Early December 2024 regulatory news brings updates from Europe, US, Brazil, China, and Japan, including new FDA guidance on change controls for AI-enabled devices and an innovation-focused approach to clinical research regulations in Brazil.
On December 6, 2024, the MDCG released guidance document MDCG 2024-16, detailing a new Manufacturer Information Form for reporting interruptions or discontinuations in the supply of certain medical devices and in vitro diagnostic devices. This form aligns with Article 10a of Regulation (EU) 2024/1860, amending the MDR and IVDR frameworks, and is designed for manufacturers to report supply changes for individual devices or multiple models. An accompanying annex, MDCG 2024-16 – Annex 1, includes a Device Identification Table requiring details such as the UDI-DI or EUDAMED DI for each model. Article 10a will take effect on January 10, 2025, mandating compliance from manufacturers.
Learn more about EU Medical Device Registration.
In December 2024, the FDA published a 49-page guidance document, "Marketing Submission Recommendations for a Predetermined Change Control Plan (PCCP) for AI-Enabled Device Software Functions." This forward-looking guidance outlines strategies to ensure the safe and effective development of medical devices incorporating AI technologies. It aims to assist manufacturers in supporting iterative updates to AI-enabled device software functions (AI-DSFs) while maintaining safety and effectiveness. The document also provides detailed recommendations for including a PCCP in marketing submissions, fostering innovation that enhances patient care and supports healthcare providers.
Learn more about FDA US Medical Device Registration.
On November 27, 2024, ANVISA's Board of Directors approved a comprehensive update to Brazil's clinical research regulations, aiming to reduce bureaucratic barriers and foster innovation. The new rules enable faster initiation of clinical trials, allow continuous data submissions, and harmonize national practices with international standards. This modernization is expected to attract more investments, strengthen public health, and accelerate the development of new medicines in Brazil.
On November 22, 2024, ANVISA released Circular Letter 01/2024, providing detailed instructions for companies on the procedural requirements for submitting medical device notifications and registration petitions. The guidance emphasizes compliance with sworn translation requirements, legally valid signatures, and the appropriate level of electronic signatures for interactions with public entities. The initiative aims to reduce rejections due to regulatory non-compliance and has been shared with industry associations and stakeholders involved in medical device regularization.

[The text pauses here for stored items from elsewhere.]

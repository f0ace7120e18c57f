use chartscript::document::traces::{
    clean_layout, insert_sources_into_traces, remove_sources_from_traces, REMOVED_SOURCE,
};
use chartscript::engine::DataSources;
use serde_json::{json, Value};

fn sources() -> DataSources {
    match json!({"months": [1, 2, 3], "temps": [10, 12, 9], "sizes": [4, 5, 6]}) {
        Value::Object(map) => map,
        _ => unreachable!(),
    }
}

#[test]
fn bound_columns_receive_their_source() {
    let mut traces = vec![json!({
        "type": "scatter",
        "meta": {"columnNames": {"x": "months", "y": "temps"}},
    })];

    insert_sources_into_traces(&mut traces, &sources());

    assert_eq!(traces[0]["x"], json!([1, 2, 3]));
    assert_eq!(traces[0]["xsrc"], json!("months"));
    assert_eq!(traces[0]["y"], json!([10, 12, 9]));
    assert_eq!(traces[0]["ysrc"], json!("temps"));
}

#[test]
fn marker_columns_bind_inside_the_marker() {
    let mut traces = vec![json!({
        "meta": {"columnNames": {"marker": {"size": "sizes"}}},
        "marker": {"symbol": "circle"},
    })];

    insert_sources_into_traces(&mut traces, &sources());

    assert_eq!(traces[0]["marker"]["size"], json!([4, 5, 6]));
    assert_eq!(traces[0]["marker"]["sizesrc"], json!("sizes"));
    assert_eq!(traces[0]["marker"]["symbol"], json!("circle"));
}

/// A binding to a source the script no longer produces is cleared rather
/// than left dangling.
#[test]
fn missing_sources_are_unbound() {
    let mut traces = vec![json!({
        "meta": {"columnNames": {"x": "gone", "marker": {"color": "also_gone"}}},
    })];

    insert_sources_into_traces(&mut traces, &sources());

    let columns = &traces[0]["meta"]["columnNames"];
    assert_eq!(columns["x"], json!(REMOVED_SOURCE));
    assert_eq!(columns["marker"]["color"], json!(REMOVED_SOURCE));
    assert!(traces[0].get("x").is_none(), "unbound column must not receive data");
}

#[test]
fn traces_without_bindings_are_untouched() {
    let original = json!({"type": "bar", "x": [1]});
    let mut traces = vec![original.clone()];

    insert_sources_into_traces(&mut traces, &sources());
    remove_sources_from_traces(&mut traces);

    assert_eq!(traces[0], original);
}

#[test]
fn remove_strips_bound_data_and_keeps_bindings() {
    let bare = json!({
        "meta": {"columnNames": {"x": "months", "marker": {"size": "sizes"}}},
        "marker": {},
    });
    let mut traces = vec![bare.clone()];
    insert_sources_into_traces(&mut traces, &sources());
    assert_ne!(traces[0], bare);

    remove_sources_from_traces(&mut traces);
    assert_eq!(traces[0], bare);
}

#[test]
fn clean_layout_drops_ranges_under_autorange() {
    let mut layout = json!({
        "xaxis": {"autorange": true, "range": [0, 10]},
        "yaxis": {"autorange": "reversed", "range": [5, 0]},
    });
    clean_layout(&mut layout);

    assert!(layout["xaxis"].get("range").is_none());
    assert!(layout["yaxis"].get("range").is_none());
}

#[test]
fn clean_layout_keeps_fixed_ranges() {
    let mut layout = json!({
        "xaxis": {"autorange": false, "range": [0, 10]},
        "yaxis": {"range": [1, 2]},
        "title": "t",
    });
    let before = layout.clone();
    clean_layout(&mut layout);

    assert_eq!(layout, before);
}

Learn more about ANVISA Brazil Medical Device Registration.
The Medical Device Technical Review Centre under the National Medical Products Administration (NMPA) is seeking public input on two draft guidelines for medical device registration reviews: the "Registration Review Guidelines for Fluorescence Imaging Performance Evaluation of Active Medical Devices" and the "Registration Review Guidelines for Carbon Dioxide Laser Therapy Equipment."
Released on November 28, 2024, these drafts are part of the 2024 Medical Device Registration Review Guidelines Development Plan. Feedback must be submitted via email by December 22, 2024, following specified submission formats. These guidelines aim to refine regulatory standards for evaluating performance and safety, fostering innovation while ensuring compliance.

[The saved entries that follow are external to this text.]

//! Script evaluation engine.
//!
//! - [`worker`]: the worker entry point, running one script per process.
//! - [`relay`]: ordered stdout forwarding to a single subscriber.
//! - [`backend`], [`process`], [`thread`]: worker generations.
//! - [`manager`]: the supervising loop keeping one generation ready.
//! - [`protocol`]: the supervisor/worker channel.

pub mod backend;
pub mod manager;
#[cfg(unix)]
pub mod process;
pub mod protocol;
pub mod relay;
pub mod thread;
pub mod worker;

use std::sync::Arc;

pub use manager::WorkerManager;
use protocol::{WireValue, WorkerOutcome};

use crate::config::{BackendKind, EngineConfig};
use crate::Result;

/// Mapping returned by a successful script and fed to the chart.
pub type DataSources = serde_json::Map<String, serde_json::Value>;

/// Diagnostic written to stdout when a script returns something other than
/// a mapping of primitives and collections.
pub const MALFORMED_RESULT_DIAGNOSTIC: &str =
    "\nError: Return type must be a dict containing only primitives and collections.\n";

/// Notifications emitted by the [`WorkerManager`].
#[derive(Debug, Clone, PartialEq)]
pub enum EngineEvent {
    /// A script was submitted.
    Started,
    /// The evaluation ended. Follows [`EngineEvent::Errored`] when the
    /// script raised an error, and is also sent for terminated generations.
    Finished,
    /// The script raised an error or returned a malformed result. A malformed
    /// result is not followed by [`EngineEvent::Finished`].
    Errored,
    /// Data sources produced by a successful evaluation; always followed by
    /// [`EngineEvent::Finished`].
    Result(DataSources),
    /// A chunk of script output.
    Stdout(String),
}

/// Terminal classification of a worker generation.
#[derive(Debug, Clone, PartialEq)]
pub enum EvaluationOutcome {
    /// The script returned a valid mapping.
    Success(DataSources),
    /// The script raised an error.
    Error,
    /// The script completed but its value is not a mapping of primitives and
    /// collections.
    MalformedResult,
    /// The generation ended without reporting (cancelled or crashed).
    Terminated,
}

/// Classify what a generation reported.
#[must_use]
pub fn classify(outcome: Option<WorkerOutcome>) -> EvaluationOutcome {
    match outcome {
        None => EvaluationOutcome::Terminated,
        Some(WorkerOutcome { error: true, .. }) => EvaluationOutcome::Error,
        Some(WorkerOutcome { value, error: false }) => value
            .as_ref()
            .and_then(validate_result)
            .map_or(EvaluationOutcome::MalformedResult, EvaluationOutcome::Success),
    }
}

/// Accept `value` as data sources if it is a mapping whose values are
/// primitives or nested lists/mappings of primitives.
#[must_use]
pub fn validate_result(value: &WireValue) -> Option<DataSources> {
    match value {
        WireValue::Map(_) => match value.to_json()? {
            serde_json::Value::Object(map) => Some(map),
            _ => None,
        },
        _ => None,
    }
}

/// Build the backend selected by `config`.
///
/// # Errors
///
/// Returns `AppError::Config` when the process backend is selected but the
/// worker executable cannot be resolved, or on platforms without it.
pub fn backend_from_config(config: &EngineConfig) -> Result<Arc<dyn backend::WorkerBackend>> {
    match config.backend {
        #[cfg(unix)]
        BackendKind::Process => Ok(Arc::new(process::ProcessBackend::from_config(config)?)),
        #[cfg(not(unix))]
        BackendKind::Process => Err(crate::AppError::Config(
            "the process backend requires a unix platform".into(),
        )),
        BackendKind::Thread => Ok(Arc::new(thread::ThreadBackend::new(config.max_call_depth))),
    }
}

Learn more about China Medical Device Registration & Approval.
The Ministry of Health, Labour and Welfare, in collaboration with the Pharmaceuticals and Medical Devices Agency (PMDA), has announced the FY2024 Seminar on Approval Review as part of the Collaborative Plan for Optimizing Medical Device Regulation and Review 2024.
This initiative includes an online seminar (November 27 – December 27, 2024) covering topics such as application procedures, QMS inspections, and post-marketing safety, and a case study session (December 20, 2024) focusing on clinical evaluation needs. The program is designed for medical device manufacturers, developers, and professionals engaged in regulatory and quality assurance activities. Participation is free, and registration is open through the PMDA platform.
Learn more about PMDA Japan Medical Device Registration.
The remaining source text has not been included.